Como "hijo" del priismo, AMLO se abocó a concentrar el poder presidencial y a conferirle preeminencia al gobierno como factor de cambio en la sociedad. Su proyecto era fácilmente identificable como derivado del nacionalismo revolucionario, una de las dos grandes ramas del PRI en sus orígenes. Los priistas tuvieron siempre la convicción de guardar las formas, modificar -pero jamás anular- el statu quo y, por encima de todo, preservar la estabilidad política. La materialización de esa visión residía en el crecimiento económico como factor tanto de desarrollo como de estabilidad, valores que AMLO optó por subordinar a la construcción de un sistema clientelar, con obvios beneficios tanto políticos como electorales, pero a un costo monumental para la estabilidad y para el futuro. Donde varió respecto a la tradición de su partido de origen fue en su desprecio por las formas y las instituciones. Mientras que sus predecesores cuidaban el discurso y le hacían caravanas a las instituciones (aunque violaran sus reglas en lo obscurito), él se abocó a concentrar el poder en su persona, a diferencia de la presidencia. Quizá más trascendente, todo su gobierno se abocó a minar, si no es que a destruir, el legado de lo que él caracterizó como "neoliberalismo", el proyecto económico que sacó al país del hoyo desde los ochenta y que condujo, de manera indirecta, a la liberalización política de los noventa en adelante.

En sus primeros meses como presidenta, Claudia Sheinbaum ha perseverado en el camino marcado por su predecesor, pero ha ido mostrando diferencias significativas. Primero que nada, por personalidad, historia y formación, es lo más distante al viejo priismo que los mexicanos hemos conocido. Mientras que sus predecesores panistas siguieron rindiendo pleitesía a las formas del viejo sistema, ella le ha imprimido su propio estilo desde el primer día, comenzando por la reverencia a su predecesor, algo desconocido en la historia política previa. En segundo lugar, a diferencia de AMLO, ella no sólo comprende la importancia del crecimiento económico para atacar la pobreza y la desigualdad, dos valores centrales de su proyecto, sino que está empeñada en encontrar la forma de acelerarlo. Su estrategia para lograrlo (presupuestaria, retórica e institucional) puede contradecir ese propósito, pero me parece que no hay la menor duda de su convicción al respecto, como, además, ilustra su dedicación a lidiar con Trump. En tercer lugar, su estrategia de seguridad reconoce de facto no sólo el enorme déficit que le dejó su predecesor, sino el brutal costo que tuvieron los famosos abrazos, que acabaron siendo un incentivo para la consolidación del crimen organizado en diversas regiones del país y sectores de la economía. Finalmente, ha sido explícita en su convicción de que el gobierno tiene la responsabilidad de no sólo conducir el desarrollo del país, sino regularlo y ser el factor central en ese proceso a través de las empresas públicas. O sea, la suya es una izquierda de convicción, no de conveniencia como la de su predecesor.
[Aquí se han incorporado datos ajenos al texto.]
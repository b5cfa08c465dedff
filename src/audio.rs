//! Audio dispatch
//!
//! The simulation only names sound cues; the host owns an `AudioManager` and
//! hands it each tick's `sfx` list. Synthesis lives behind `AudioSink`, so a
//! browser, a native mixer or a test recorder can sit underneath.

use crate::sim::SoundEffect;

/// Something that can actually make a sound
pub trait AudioSink {
    /// Play `effect` at `volume` (0.0 - 1.0, already mixed)
    fn play(&mut self, effect: SoundEffect, volume: f32);
}

/// Sink that writes cues to the log (headless runs)
#[derive(Debug, Default)]
pub struct LogSink;

impl AudioSink for LogSink {
    fn play(&mut self, effect: SoundEffect, volume: f32) {
        log::debug!("sfx {:?} @ {:.2}", effect, volume);
    }
}

impl SoundEffect {
    /// Relative loudness of each cue
    pub fn base_gain(self) -> f32 {
        match self {
            SoundEffect::Fill | SoundEffect::Grow | SoundEffect::Coin | SoundEffect::EvasionCoin => 0.5,
            SoundEffect::Warp | SoundEffect::PowerUp | SoundEffect::Countdown => 0.6,
            SoundEffect::Damage | SoundEffect::ShieldBlock | SoundEffect::EnemyKill => 0.7,
            SoundEffect::BossHit | SoundEffect::PortalOpen | SoundEffect::EvasionCrash => 0.8,
            SoundEffect::Emp
            | SoundEffect::BossDeath
            | SoundEffect::LevelComplete
            | SoundEffect::GameOver
            | SoundEffect::EvasionClear => 1.0,
        }
    }
}

/// Audio manager for the game
pub struct AudioManager<S: AudioSink> {
    sink: S,
    master_volume: f32,
    sfx_volume: f32,
    muted: bool,
}

impl<S: AudioSink + Default> Default for AudioManager<S> {
    fn default() -> Self {
        Self::new(S::default())
    }
}

impl<S: AudioSink> AudioManager<S> {
    pub fn new(sink: S) -> Self {
        Self {
            sink,
            master_volume: 0.8,
            sfx_volume: 1.0,
            muted: false,
        }
    }

    /// Set master volume (0.0 - 1.0)
    pub fn set_master_volume(&mut self, vol: f32) {
        self.master_volume = vol.clamp(0.0, 1.0);
    }

    /// Set SFX volume (0.0 - 1.0)
    pub fn set_sfx_volume(&mut self, vol: f32) {
        self.sfx_volume = vol.clamp(0.0, 1.0);
    }

    /// Mute/unmute all audio
    pub fn set_muted(&mut self, muted: bool) {
        self.muted = muted;
    }

    pub fn is_muted(&self) -> bool {
        self.muted
    }

    fn effective_volume(&self) -> f32 {
        if self.muted {
            0.0
        } else {
            self.master_volume * self.sfx_volume
        }
    }

    /// Play a sound effect
    pub fn play(&mut self, effect: SoundEffect) {
        let vol = self.effective_volume() * effect.base_gain();
        if vol <= 0.0 {
            return;
        }
        self.sink.play(effect, vol);
    }

    /// Play every cue a tick produced, each distinct cue once
    pub fn dispatch(&mut self, effects: &[SoundEffect]) {
        for (i, effect) in effects.iter().enumerate() {
            if !effects[..i].contains(effect) {
                self.play(*effect);
            }
        }
    }

    pub fn sink(&self) -> &S {
        &self.sink
    }
}
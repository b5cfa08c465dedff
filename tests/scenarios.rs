//! End-to-end runs through the public API: level setup, a full clear into the
//! shop and on to the next level, the tutorial loop, the evasion detour and
//! seed replay.

use glam::IVec2;

use serpent_core::consts::*;
use serpent_core::levels::LevelData;
use serpent_core::sim::state::{Pickup, Portal};
use serpent_core::sim::{
    GameState, GameStatus, MatterType, PickupKind, Segment, TickInput, TickOutput, finish_evasion, finish_tutorial,
    leave_shop, new_run, process_game_tick, purchase, start_level,
};
use serpent_core::tuning::Tuning;

const LEVEL_JSON: &str = r#"{
    "id": 3,
    "name": "Open Floor",
    "integrity": 1,
    "sequence": ["alpha"],
    "layout": [],
    "tickRate": 100
}"#;

fn tick(state: &GameState, direction: IVec2, now: u64) -> TickOutput {
    process_game_tick(
        state,
        &TickInput {
            direction,
            timestamp: now,
            ..Default::default()
        },
    )
}

/// Replace every pickup with a single matter pickup at `pos`
fn only_pickup(state: &mut GameState, pos: IVec2, matter: MatterType) {
    state.pickups.clear();
    let id = state.next_entity_id();
    state.pickups.push(Pickup {
        id,
        pos,
        kind: PickupKind::Matter(matter),
    });
}

/// Put the chassis one step left of `target`, heading right
fn line_up(state: &mut GameState, target: IVec2) {
    for (i, segment) in state.segments.iter_mut().enumerate() {
        segment.pos = target - IVec2::new(i as i32 + 1, 0);
    }
    state.direction = IVec2::X;
}

fn open_floor() -> GameState {
    let level = LevelData::from_json(LEVEL_JSON).unwrap();
    let mut state = GameState::new(21);
    start_level(&mut state, &level, 0);
    state.coins.clear();
    state
}

#[test]
fn test_descriptor_level_starts_with_countdown() {
    let state = open_floor();
    assert_eq!(state.status, GameStatus::Countdown);
    assert_eq!(state.level_name, "Open Floor");
    assert_eq!(state.required_sequence, vec![MatterType::Alpha]);
    assert_eq!(state.tick_rate, 100);
    assert_eq!(state.head_pos(), serpent_core::grid_center());

    // nothing moves before the countdown ends
    let out = tick(&state, IVec2::X, 1_000);
    assert_eq!(out.state.status, GameStatus::Countdown);
    assert_eq!(out.state.head_pos(), state.head_pos());
}

#[test]
fn test_clear_level_shop_and_advance() {
    let mut state = open_floor();
    let start = state.head_pos();
    let mut now = state.countdown_until;

    // grow an empty alpha segment
    only_pickup(&mut state, start + IVec2::X, MatterType::Alpha);
    state = tick(&state, IVec2::X, now).state;
    assert_eq!(state.status, GameStatus::Playing);
    assert_eq!(state.segments.len(), 2);
    assert_eq!(state.pending_type, Some(MatterType::Alpha));

    // fill it: integrity reached and the sequence matches
    now += 100;
    only_pickup(&mut state, start + IVec2::new(2, 0), MatterType::Alpha);
    state = tick(&state, IVec2::ZERO, now).state;
    assert_eq!(state.charged_count(), 1);
    assert!(state.sequence_matched);
    let portal = state.portal.expect("portal opens once integrity is reached");

    // step into the portal
    now += 100;
    state.pickups.clear();
    line_up(&mut state, portal.pos);
    let out = tick(&state, IVec2::ZERO, now);
    assert!(out.unlocks.contains(&"level_3".to_string()));
    let mut state = out.state;
    assert_eq!(state.status, GameStatus::LevelUp);
    assert!(state.shop.free_pick_available);
    assert_eq!(state.shop.offers.len(), 3);
    assert!(state.score >= state.tuning.level_clear_score);

    let offer = state.shop.offers[0].clone();
    purchase(&mut state, 0).unwrap();
    leave_shop(&mut state, now).unwrap();
    assert_eq!(state.level_id, 4);
    assert_eq!(state.status, GameStatus::Countdown);
    assert_eq!(state.segments.len(), 1);
    assert!(state.has_upgrade(offer.upgrade));
    if let Some(anomaly) = offer.anomaly {
        assert!(state.has_anomaly(anomaly));
    }
}

#[test]
fn test_tutorial_respawns_then_summarises() {
    let mut state = new_run(4, Tuning::default(), TUTORIAL_LEVEL, 0);
    assert_eq!(state.status, GameStatus::Tutorial);

    // hull breach in the tutorial respawns with code 98
    state.segments.truncate(1);
    state.segments[0].pos = IVec2::new(1, 15);
    let out = tick(&state, IVec2::NEG_X, 100);
    assert_eq!(out.tutorial_error, Some(98));
    assert!(out.reset_input);
    let mut state = out.state;
    assert_eq!(state.status, GameStatus::Tutorial);
    assert_eq!(state.segments.len(), 1);

    // charge past integrity and exit
    let head = state.head_pos();
    state.segments.push(Segment {
        charged: true,
        ..Segment::empty_body(900, head - IVec2::X, MatterType::Alpha, 0)
    });
    state.segments.push(Segment {
        charged: true,
        ..Segment::empty_body(901, head - IVec2::new(2, 0), MatterType::Beta, 0)
    });
    state.pickups.clear();
    state = tick(&state, IVec2::ZERO, 200).state;
    let portal = state.portal.expect("tutorial portal");
    line_up(&mut state, portal.pos);
    state.pickups.clear();
    let out = process_game_tick(
        &state,
        &TickInput {
            timestamp: 300,
            tutorial_step: 3,
            ..Default::default()
        },
    );
    assert_eq!(out.next_tutorial_step, 4);
    let mut state = out.state;
    assert_eq!(state.status, GameStatus::TutorialSummary);

    assert!(finish_tutorial(&mut state, 400));
    assert_eq!(state.level_id, 1);
}

#[test]
fn test_secret_portal_detour_ends_in_shop() {
    let mut state = open_floor();
    state.status = GameStatus::Playing;
    state.integrity = 10;
    state.pickups.clear();
    let secret = IVec2::new(30, 8);
    state.secret_portal = Some(Portal {
        pos: secret,
        expires_at: Some(50_000),
    });
    state.secret_portal_spawned = true;
    line_up(&mut state, secret);

    let out = tick(&state, IVec2::ZERO, 4_000);
    assert!(out.unlocks.contains(&"evasion".to_string()));
    let mut state = out.state;
    assert_eq!(state.status, GameStatus::Evasion);
    assert!(state.secret_portal.is_none());

    let mut now = 4_000;
    let limit = state.tuning.evasion_duration_ms / EVASION_STEP_MS + 10;
    for _ in 0..limit {
        if state.status != GameStatus::Evasion {
            break;
        }
        now += EVASION_STEP_MS;
        state = tick(&state, IVec2::ZERO, now).state;
    }
    assert!(matches!(
        state.status,
        GameStatus::EvasionReward | GameStatus::EvasionFail
    ));
    let rewarded = state.status == GameStatus::EvasionReward;

    assert!(finish_evasion(&mut state));
    assert_eq!(state.status, GameStatus::LevelUp);
    assert_eq!(state.shop.free_pick_available, rewarded);
    leave_shop(&mut state, now).unwrap();
    assert_eq!(state.level_id, 4);
}

#[test]
fn test_same_seed_replays_identically() {
    let inputs: Vec<IVec2> = (0..300)
        .map(|i| match (i * 7 + i / 13) % 5 {
            0 => IVec2::X,
            1 => IVec2::Y,
            2 => IVec2::NEG_X,
            3 => IVec2::NEG_Y,
            _ => IVec2::ZERO,
        })
        .collect();

    let play = |seed: u64| {
        let mut state = new_run(seed, Tuning::default(), 6, 0);
        let mut now = state.countdown_until;
        for &dir in &inputs {
            now += state.effective_tick_rate(now);
            state = tick(&state, dir, now).state;
        }
        serde_json::to_string(&state).unwrap()
    };

    assert_eq!(play(77), play(77));
    assert_ne!(play(77), play(78));
}

#[test]
fn test_state_round_trips_through_json() {
    let state = new_run(12, Tuning::default(), 2, 0);
    let json = serde_json::to_string(&state).unwrap();
    let back: GameState = serde_json::from_str(&json).unwrap();
    assert_eq!(serde_json::to_string(&back).unwrap(), json);
    assert_eq!(back.walls, state.walls);
}
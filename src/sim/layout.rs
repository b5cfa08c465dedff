//! ASCII level layout compiler
//!
//! Turns editor output (rows of `. # T G 0-9 S P W C`) into wall rectangles,
//! gate wiring and enemy spawns. Best effort: ragged rows are clamped or
//! padded and unknown characters read as empty.

use std::collections::VecDeque;

use glam::IVec2;
use serde::{Deserialize, Serialize};

use super::geometry::{CARDINALS, in_bounds};
use super::state::{Enemy, EnemyBehavior, GateChannel, GateLink, Wall, WallKind};
use crate::consts::*;

/// An enemy placed by the layout
#[derive(Debug, Clone, Copy, PartialEq, Eq, Hash, Serialize, Deserialize)]
pub struct EnemySpawn {
    pub pos: IVec2,
    pub behavior: EnemyBehavior,
}

impl From<&Enemy> for EnemySpawn {
    fn from(enemy: &Enemy) -> Self {
        Self {
            pos: enemy.pos,
            behavior: enemy.behavior,
        }
    }
}

/// Output of `parse_layout`
#[derive(Debug, Clone, Default, PartialEq)]
pub struct ParsedLayout {
    pub walls: Vec<Wall>,
    pub enemies: Vec<EnemySpawn>,
}

impl EnemyBehavior {
    /// Layout glyph; behaviours the editor cannot place have none
    pub fn glyph(self) -> Option<char> {
        match self {
            EnemyBehavior::Stationary => Some('S'),
            EnemyBehavior::Patrol => Some('P'),
            EnemyBehavior::RandomWalk => Some('W'),
            EnemyBehavior::Chase => Some('C'),
            EnemyBehavior::Ghost | EnemyBehavior::Replicator => None,
        }
    }

    pub fn from_glyph(ch: char) -> Option<Self> {
        match ch {
            'S' => Some(EnemyBehavior::Stationary),
            'P' => Some(EnemyBehavior::Patrol),
            'W' => Some(EnemyBehavior::RandomWalk),
            'C' => Some(EnemyBehavior::Chase),
            _ => None,
        }
    }
}

#[derive(Debug, Clone, Copy, PartialEq, Eq)]
enum RunKind {
    Solid,
    Trap,
}

impl RunKind {
    fn wall_kind(self) -> WallKind {
        match self {
            RunKind::Solid => WallKind::Solid,
            RunKind::Trap => WallKind::Trap,
        }
    }
}

/// Compile a layout into walls and enemy spawns
pub fn parse_layout<S: AsRef<str>>(rows: &[S]) -> ParsedLayout {
    let mut rects: Vec<Wall> = Vec::new();
    let mut gate_cells: Vec<(IVec2, GateChannel)> = Vec::new();
    let mut enemies = Vec::new();

    for y in 0..GRID_HEIGHT {
        let row: Vec<char> = rows
            .get(y as usize)
            .map(|r| r.as_ref().chars().take(GRID_WIDTH as usize).collect())
            .unwrap_or_default();

        let mut run: Option<(RunKind, i32)> = None;
        for x in 0..GRID_WIDTH {
            let ch = row.get(x as usize).copied().unwrap_or('.');
            let class = match ch {
                '#' => Some(RunKind::Solid),
                'T' => Some(RunKind::Trap),
                _ => None,
            };

            if let Some((kind, start)) = run
                && Some(kind) != class
            {
                rects.push(run_rect(kind, start, x, y));
                run = None;
            }
            if run.is_none()
                && let Some(kind) = class
            {
                run = Some((kind, x));
            }

            match ch {
                'G' => gate_cells.push((IVec2::new(x, y), GateChannel::Auto)),
                '0'..='9' => {
                    let digit = ch.to_digit(10).unwrap_or(0) as u8;
                    gate_cells.push((IVec2::new(x, y), GateChannel::Explicit(digit)));
                }
                _ => {
                    if let Some(behavior) = EnemyBehavior::from_glyph(ch) {
                        enemies.push(EnemySpawn {
                            pos: IVec2::new(x, y),
                            behavior,
                        });
                    }
                }
            }
        }
        if let Some((kind, start)) = run {
            rects.push(run_rect(kind, start, GRID_WIDTH, y));
        }
    }

    let gates = link_gates(&gate_cells);
    close_boundary(&mut rects, &gates);

    let mut walls = merge_vertical(rects);
    walls.extend(gates);

    log::debug!(
        "Parsed layout: {} walls, {} gate cells, {} enemies",
        walls.len(),
        gate_cells.len(),
        enemies.len()
    );

    ParsedLayout { walls, enemies }
}

fn run_rect(kind: RunKind, start: i32, end: i32, y: i32) -> Wall {
    Wall {
        x: start,
        y,
        width: end - start,
        height: 1,
        kind: kind.wall_kind(),
    }
}

/// Flood-fill gate cells into clusters and wire their targets
fn link_gates(cells: &[(IVec2, GateChannel)]) -> Vec<Wall> {
    let mut grid: Vec<Option<usize>> = vec![None; (GRID_WIDTH * GRID_HEIGHT) as usize];
    let index = |p: IVec2| (p.y * GRID_WIDTH + p.x) as usize;
    for (i, (pos, _)) in cells.iter().enumerate() {
        grid[index(*pos)] = Some(i);
    }

    // cluster id per cell, ids assigned in scan order
    let mut cluster_of: Vec<Option<u32>> = vec![None; cells.len()];
    let mut channels: Vec<GateChannel> = Vec::new();
    for start in 0..cells.len() {
        if cluster_of[start].is_some() {
            continue;
        }
        let id = channels.len() as u32;
        let channel = cells[start].1;
        channels.push(channel);
        cluster_of[start] = Some(id);

        let mut queue = VecDeque::from([start]);
        while let Some(current) = queue.pop_front() {
            let pos = cells[current].0;
            for dir in CARDINALS {
                let next = pos + dir;
                if !in_bounds(next) {
                    continue;
                }
                if let Some(n) = grid[index(next)]
                    && cluster_of[n].is_none()
                    && cells[n].1 == channel
                {
                    cluster_of[n] = Some(id);
                    queue.push_back(n);
                }
            }
        }
    }

    let auto: Vec<u32> = (0..channels.len() as u32)
        .filter(|&id| channels[id as usize] == GateChannel::Auto)
        .collect();

    let target_of = |id: u32| -> Option<u32> {
        match channels[id as usize] {
            GateChannel::Auto => {
                if auto.len() < 2 {
                    return None;
                }
                let pos = auto.iter().position(|&c| c == id)?;
                Some(auto[(pos + 1) % auto.len()])
            }
            channel @ GateChannel::Explicit(_) => (0..channels.len() as u32)
                .find(|&other| other != id && channels[other as usize] == channel),
        }
    };

    cells
        .iter()
        .zip(cluster_of)
        .map(|(&(pos, channel), cluster)| {
            let cluster = cluster.unwrap_or(0);
            Wall::cell(
                pos.x,
                pos.y,
                WallKind::Gate(GateLink {
                    cluster,
                    channel,
                    target: target_of(cluster),
                }),
            )
        })
        .collect()
}

/// Give every uncovered perimeter cell a solid wall
fn close_boundary(rects: &mut Vec<Wall>, gates: &[Wall]) {
    let mut covered = vec![false; (GRID_WIDTH * GRID_HEIGHT) as usize];
    for wall in rects.iter().chain(gates) {
        for cell in wall.cells() {
            if in_bounds(cell) {
                covered[(cell.y * GRID_WIDTH + cell.x) as usize] = true;
            }
        }
    }
    let is_covered = |x: i32, y: i32| covered[(y * GRID_WIDTH + x) as usize];

    for y in [0, GRID_HEIGHT - 1] {
        let mut start: Option<i32> = None;
        for x in 0..=GRID_WIDTH {
            let open = x < GRID_WIDTH && !is_covered(x, y);
            match (open, start) {
                (true, None) => start = Some(x),
                (false, Some(s)) => {
                    rects.push(run_rect(RunKind::Solid, s, x, y));
                    start = None;
                }
                _ => {}
            }
        }
    }
    for y in 1..GRID_HEIGHT - 1 {
        for x in [0, GRID_WIDTH - 1] {
            if !is_covered(x, y) {
                rects.push(Wall::cell(x, y, WallKind::Solid));
            }
        }
    }
}

/// Merge vertically stacked solid/trap rectangles of identical span
fn merge_vertical(mut rects: Vec<Wall>) -> Vec<Wall> {
    let kind_rank = |kind: WallKind| match kind {
        WallKind::Solid => 0,
        WallKind::Trap => 1,
        WallKind::Gate(_) => 2,
    };
    rects.sort_by_key(|w| (kind_rank(w.kind), w.x, w.width, w.y));

    let mut merged: Vec<Wall> = Vec::with_capacity(rects.len());
    for rect in rects {
        if let Some(last) = merged.last_mut()
            && last.kind == rect.kind
            && last.x == rect.x
            && last.width == rect.width
            && rect.y == last.y + last.height
        {
            last.height += rect.height;
            continue;
        }
        merged.push(rect);
    }
    merged
}

/// Render walls and enemies back into layout rows (editor export)
pub fn export_layout(walls: &[Wall], enemies: &[EnemySpawn]) -> Vec<String> {
    let mut grid = vec![vec!['.'; GRID_WIDTH as usize]; GRID_HEIGHT as usize];
    for wall in walls {
        let glyph = match wall.kind {
            WallKind::Solid => '#',
            WallKind::Trap => 'T',
            WallKind::Gate(GateLink {
                channel: GateChannel::Auto,
                ..
            }) => 'G',
            WallKind::Gate(GateLink {
                channel: GateChannel::Explicit(d),
                ..
            }) => char::from_digit(u32::from(d), 10).unwrap_or('G'),
        };
        for cell in wall.cells().filter(|c| in_bounds(*c)) {
            grid[cell.y as usize][cell.x as usize] = glyph;
        }
    }
    for spawn in enemies {
        if let Some(glyph) = spawn.behavior.glyph()
            && in_bounds(spawn.pos)
        {
            grid[spawn.pos.y as usize][spawn.pos.x as usize] = glyph;
        }
    }
    grid.into_iter().map(|row| row.into_iter().collect()).collect()
}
Claramente, no son visiones irreconciliables, pero sí muy distintas. Ambas privilegian al gobierno sobre el mercado y a las empresas públicas sobre la inversión privada. También, ambas comparten un dejo antigringo, independientemente de que, en su lado racional, reconozcan la necesidad (o inevitabilidad) de preservar tanto el arreglo comercial con Norteamérica como una relación funcional con los estadounidenses. Paradójicamente, en muchos sentidos, ambos asumen mucho del carácter tradicional del mexicano.

Román Revueltas lo argumenta sin desperdicio: "A México no le termina de gustar Occidente. Tampoco le encanta la modernidad. Se solaza, eso sí, en la permanente evocación de un pasado mítico, local de necesidad y obligadamente autóctono". Revueltas plantea el dilema central que enfrenta el país desde una perspectiva antropológica: "El trasnochado victimismo de nuestra gente, inculcado tempranamente en las escuelas y aderezado del correspondiente resentimiento, ha hecho que florezca un extraño repudio a nuestros vecinos del norte".

AMLO navegó sin comprometerse; ahora, en la era de Trump, México está teniendo que definirse de manera cabal: hacia el futuro o hacia el pasado. La presidenta tendrá que optar.